Start of Source data

use bytemuck::{Pod, Zeroable};
use glam::{Mat4, Vec3};

use crate::coords::ColorRgba;
use crate::render::{RenderCtx, RenderTarget};

/// One end of a line segment, in world space.
#[repr(C)]
#[derive(Debug, Copy, Clone, PartialEq, Pod, Zeroable)]
pub struct LineVertex {
    pub position: [f32; 3],
    pub color: [f32; 4],
}

impl LineVertex {
    const ATTRS: [wgpu::VertexAttribute; 2] = wgpu::vertex_attr_array![
        0 => Float32x3, // position
        1 => Float32x4  // color
    ];

    fn layout() -> wgpu::VertexBufferLayout<'static> {
        wgpu::VertexBufferLayout {
            array_stride: std::mem::size_of::<LineVertex>() as u64,
            step_mode: wgpu::VertexStepMode::Vertex,
            attributes: &Self::ATTRS,
        }
    }
}

/// CPU-side list of colored segments, drawn as a `LineList`.
#[derive(Debug, Default, Clone)]
pub struct LineBatch {
    vertices: Vec<LineVertex>,
}

impl LineBatch {
    pub fn new() -> Self {
        Self::default()
    }

    pub fn clear(&mut self) {
        self.vertices.clear();
    }

    /// Number of segments.
    pub fn len(&self) -> usize {
        self.vertices.len() / 2
    }

    pub fn is_empty(&self) -> bool {
        self.vertices.is_empty()
    }

    pub fn vertices(&self) -> &[LineVertex] {
        &self.vertices
    }

    pub fn line(&mut self, a: Vec3, b: Vec3, color: ColorRgba) {
        let color = color.to_array();
        self.vertices.push(LineVertex { position: a.to_array(), color });
        self.vertices.push(LineVertex { position: b.to_array(), color });
    }

    /// Segments between consecutive points; `closed` joins the last to the first.
    pub fn polyline(&mut self, points: &[Vec3], closed: bool, color: ColorRgba) {
        for pair in points.windows(2) {
            self.line(pair[0], pair[1], color);
        }
        if let (true, [first, .., last]) = (closed, points) {
            self.line(*last, *first, color);
        }
    }

    /// Parallelogram spanned by `u` and `v` from `corner`.
    pub fn quad_outline(&mut self, corner: Vec3, u: Vec3, v: Vec3, color: ColorRgba) {
        self.polyline(&[corner, corner + u, corner + u + v, corner + v], true, color);
    }

    /// `cells_u` by `cells_v` grid over the parallelogram spanned by `u` and `v`.
    pub fn grid(&mut self, corner: Vec3, u: Vec3, v: Vec3, cells_u: u32, cells_v: u32, color: ColorRgba) {
        let cells_u = cells_u.max(1);
        let cells_v = cells_v.max(1);
        for i in 0..=cells_u {
            let a = corner + u * (i as f32 / cells_u as f32);
            self.line(a, a + v, color);
        }
        for j in 0..=cells_v {
            let a = corner + v * (j as f32 / cells_v as f32);
            self.line(a, a + u, color);
        }
    }

    /// The twelve edges of an axis-aligned box.
    pub fn box_edges(&mut self, min: Vec3, max: Vec3, color: ColorRgba) {
        let size = max - min;
        let (dx, dy, dz) = (Vec3::X * size.x, Vec3::Y * size.y, Vec3::Z * size.z);
        self.quad_outline(min, dx, dy, color);
        self.quad_outline(min + dz, dx, dy, color);
        for corner in [min, min + dx, min + dy, min + dx + dy] {
            self.line(corner, corner + dz, color);
        }
    }
}

#[repr(C)]
#[derive(Debug, Copy, Clone, Pod, Zeroable)]
struct CameraUniform {
    view_proj: [[f32; 4]; 4],
}

/// Draws a [`LineBatch`] with one view-projection matrix.
///
/// Depth testing follows the reversed-Z convention (`Greater`) when the
/// target has a depth attachment.
#[derive(Default)]
pub struct LineRenderer {
    pipeline_key: Option<(wgpu::TextureFormat, Option<wgpu::TextureFormat>)>,
    pipeline: Option<wgpu::RenderPipeline>,

    bind_group_layout: Option<wgpu::BindGroupLayout>,
    bind_group: Option<wgpu::BindGroup>,
    camera_ubo: Option<wgpu::Buffer>,

    vertex_vbo: Option<wgpu::Buffer>,
    vertex_capacity: usize,
}

impl LineRenderer {
    pub fn new() -> Self {
        Self::default()
    }

    pub fn render(
        &mut self,
        ctx: &RenderCtx<'_>,
        target: &mut RenderTarget<'_>,
        batch: &LineBatch,
        view_proj: Mat4,
    ) {
        if batch.is_empty() {
            return;
        }

        // A pipeline built for a depth format cannot run without the attachment.
        let depth_format = target.depth_view.and(ctx.depth_format);

        self.ensure_pipeline(ctx, depth_format);
        self.ensure_bindings(ctx);
        self.ensure_vertex_capacity(ctx, batch.vertices.len());

        let Some(camera_ubo) = self.camera_ubo.as_ref() else { return };
        let Some(vbo) = self.vertex_vbo.as_ref() else { return };
        ctx.queue.write_buffer(
            camera_ubo,
            0,
            bytemuck::bytes_of(&CameraUniform { view_proj: view_proj.to_cols_array_2d() }),
        );
        ctx.queue.write_buffer(vbo, 0, bytemuck::cast_slice(&batch.vertices));

        let Some(pipeline) = self.pipeline.as_ref() else { return };
        let Some(bind_group) = self.bind_group.as_ref() else { return };

        let depth_stencil_attachment = match (target.depth_view, depth_format) {
            (Some(view), Some(_)) => Some(wgpu::RenderPassDepthStencilAttachment {
                view,
                depth_ops: Some(wgpu::Operations {
                    load: wgpu::LoadOp::Load,
                    store: wgpu::StoreOp::Store,
                }),
                stencil_ops: None,
            }),
            _ => None,
        };

        let mut rpass = target.encoder.begin_render_pass(&wgpu::RenderPassDescriptor {
            label: Some("fishtank line pass"),
            color_attachments: &[Some(wgpu::RenderPassColorAttachment {
                view: target.color_view,
                resolve_target: None,
                ops: wgpu::Operations {
                    load: wgpu::LoadOp::Load,
                    store: wgpu::StoreOp::Store,
                },
                depth_slice: None,
            })],
            depth_stencil_attachment,
            timestamp_writes: None,
            occlusion_query_set: None,
            multiview_mask: None,
        });

        rpass.set_pipeline(pipeline);
        rpass.set_bind_group(0, bind_group, &[]);
        rpass.set_vertex_buffer(0, vbo.slice(..));
        rpass.draw(0..batch.vertices.len() as u32, 0..1);
    }

    fn ensure_pipeline(&mut self, ctx: &RenderCtx<'_>, depth_format: Option<wgpu::TextureFormat>) {
        let key = (ctx.surface_format, depth_format);
        if self.pipeline_key == Some(key) && self.pipeline.is_some() {
            return;
        }

        let shader = ctx.device.create_shader_module(wgpu::ShaderModuleDescriptor {
            label: Some("fishtank line shader"),
            source: wgpu::ShaderSource::Wgsl(include_str!("shaders/lines.wgsl").into()),
        });

        let bind_group_layout = ctx.device.create_bind_group_layout(&wgpu::BindGroupLayoutDescriptor {
            label: Some("fishtank line bgl"),
            entries: &[wgpu::BindGroupLayoutEntry {
                binding: 0,
                visibility: wgpu::ShaderStages::VERTEX,
                ty: wgpu::BindingType::Buffer {
                    ty: wgpu::BufferBindingType::Uniform,
                    has_dynamic_offset: false,
                    min_binding_size: wgpu::BufferSize::new(std::mem::size_of::<CameraUniform>() as u64),
                },
                count: None,
            }],
        });

        let pipeline_layout = ctx.device.create_pipeline_layout(&wgpu::PipelineLayoutDescriptor {
            label: Some("fishtank line pipeline layout"),
            bind_group_layouts: &[&bind_group_layout],
            immediate_size: 0,
        });

        let pipeline = ctx.device.create_render_pipeline(&wgpu::RenderPipelineDescriptor {
            label: Some("fishtank line pipeline"),
            layout: Some(&pipeline_layout),

            vertex: wgpu::VertexState {
                module: &shader,
                entry_point: Some("vs_main"),
                compilation_options: Default::default(),
                buffers: &[LineVertex::layout()],
            },

            fragment: Some(wgpu::FragmentState {
                module: &shader,
                entry_point: Some("fs_main"),
                compilation_options: Default::default(),
                targets: &[Some(wgpu::ColorTargetState {
                    format: ctx.surface_format,
                    blend: Some(wgpu::BlendState::ALPHA_BLENDING),
                    write_mask: wgpu::ColorWrites::ALL,
                })],
            }),

            primitive: wgpu::PrimitiveState {
                topology: wgpu::PrimitiveTopology::LineList,
                strip_index_format: None,
                front_face: wgpu::FrontFace::Ccw,
                cull_mode: None,
                polygon_mode: wgpu::PolygonMode::Fill,
                unclipped_depth: false,
                conservative: false,
            },

            depth_stencil: depth_format.map(|format| wgpu::DepthStencilState {
                format,
                depth_write_enabled: true,
                depth_compare: wgpu::CompareFunction::Greater,
                stencil: wgpu::StencilState::default(),
                bias: wgpu::DepthBiasState::default(),
            }),
            multisample: wgpu::MultisampleState::default(),

            multiview_mask: None,
            cache: None,
        });

        self.pipeline_key = Some(key);
        self.pipeline = Some(pipeline);
        self.bind_group_layout = Some(bind_group_layout);

        self.bind_group = None;
        self.camera_ubo = None;
    }

    fn ensure_bindings(&mut self, ctx: &RenderCtx<'_>) {
        if self.bind_group.is_some() && self.camera_ubo.is_some() {
            return;
        }
        let Some(bgl) = self.bind_group_layout.as_ref() else { return };

        let camera_ubo = ctx.device.create_buffer(&wgpu::BufferDescriptor {
            label: Some("fishtank line camera ubo"),
            size: std::mem::size_of::<CameraUniform>() as u64,
            usage: wgpu::BufferUsages::UNIFORM | wgpu::BufferUsages::COPY_DST,
            mapped_at_creation: false,
        });

        let bind_group = ctx.device.create_bind_group(&wgpu::BindGroupDescriptor {
            label: Some("fishtank line bind group"),
            layout: bgl,
            entries: &[wgpu::BindGroupEntry {
                binding: 0,
                resource: camera_ubo.as_entire_binding(),
            }],
        });

        self.camera_ubo = Some(camera_ubo);
        self.bind_group = Some(bind_group);
    }

    fn ensure_vertex_capacity(&mut self, ctx: &RenderCtx<'_>, required: usize) {
        if required <= self.vertex_capacity && self.vertex_vbo.is_some() {
            return;
        }

        let new_cap = required.next_power_of_two().max(256);
        self.vertex_vbo = Some(ctx.device.create_buffer(&wgpu::BufferDescriptor {
            label: Some("fishtank line vbo"),
            size: (new_cap * std::mem::size_of::<LineVertex>()) as u64,
            usage: wgpu::BufferUsages::VERTEX | wgpu::BufferUsages::COPY_DST,
            mapped_at_creation: false,
        }));
        self.vertex_capacity = new_cap;
    }
}

#[cfg(test)]
mod tests {
    use super::*;

    #[test]
    fn closed_polyline_wraps_around() {
        let mut batch = LineBatch::new();
        batch.polyline(&[Vec3::ZERO, Vec3::X, Vec3::Y], true, ColorRgba::WHITE);
        assert_eq!(batch.len(), 3);
        assert_eq!(batch.vertices()[5].position, [0.0, 0.0, 0.0]);

        batch.clear();
        batch.polyline(&[Vec3::ZERO, Vec3::X, Vec3::Y], false, ColorRgba::WHITE);
        assert_eq!(batch.len(), 2);
    }

    #[test]
    fn single_point_polyline_draws_nothing() {
        let mut batch = LineBatch::new();
        batch.polyline(&[Vec3::ONE], true, ColorRgba::WHITE);
        assert!(batch.is_empty());
    }

    #[test]
    fn grid_has_both_families() {
        let mut batch = LineBatch::new();
        batch.grid(Vec3::ZERO, Vec3::X * 10.0, Vec3::Y * 10.0, 4, 2, ColorRgba::WHITE);
        assert_eq!(batch.len(), 5 + 3);
    }

    #[test]
    fn box_has_twelve_edges() {
        let mut batch = LineBatch::new();
        batch.box_edges(Vec3::ZERO, Vec3::ONE, ColorRgba::BLACK);
        assert_eq!(batch.len(), 12);
    }

    #[test]
    fn vertex_layout_is_tightly_packed() {
        assert_eq!(std::mem::size_of::<LineVertex>(), 28);
        assert_eq!(std::mem::size_of::<CameraUniform>(), 64);
    }
}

End of Source data

### Required action
Among the entries above, how many lines have the string "crate" in them? Only the number should be given.

### Result for this task
2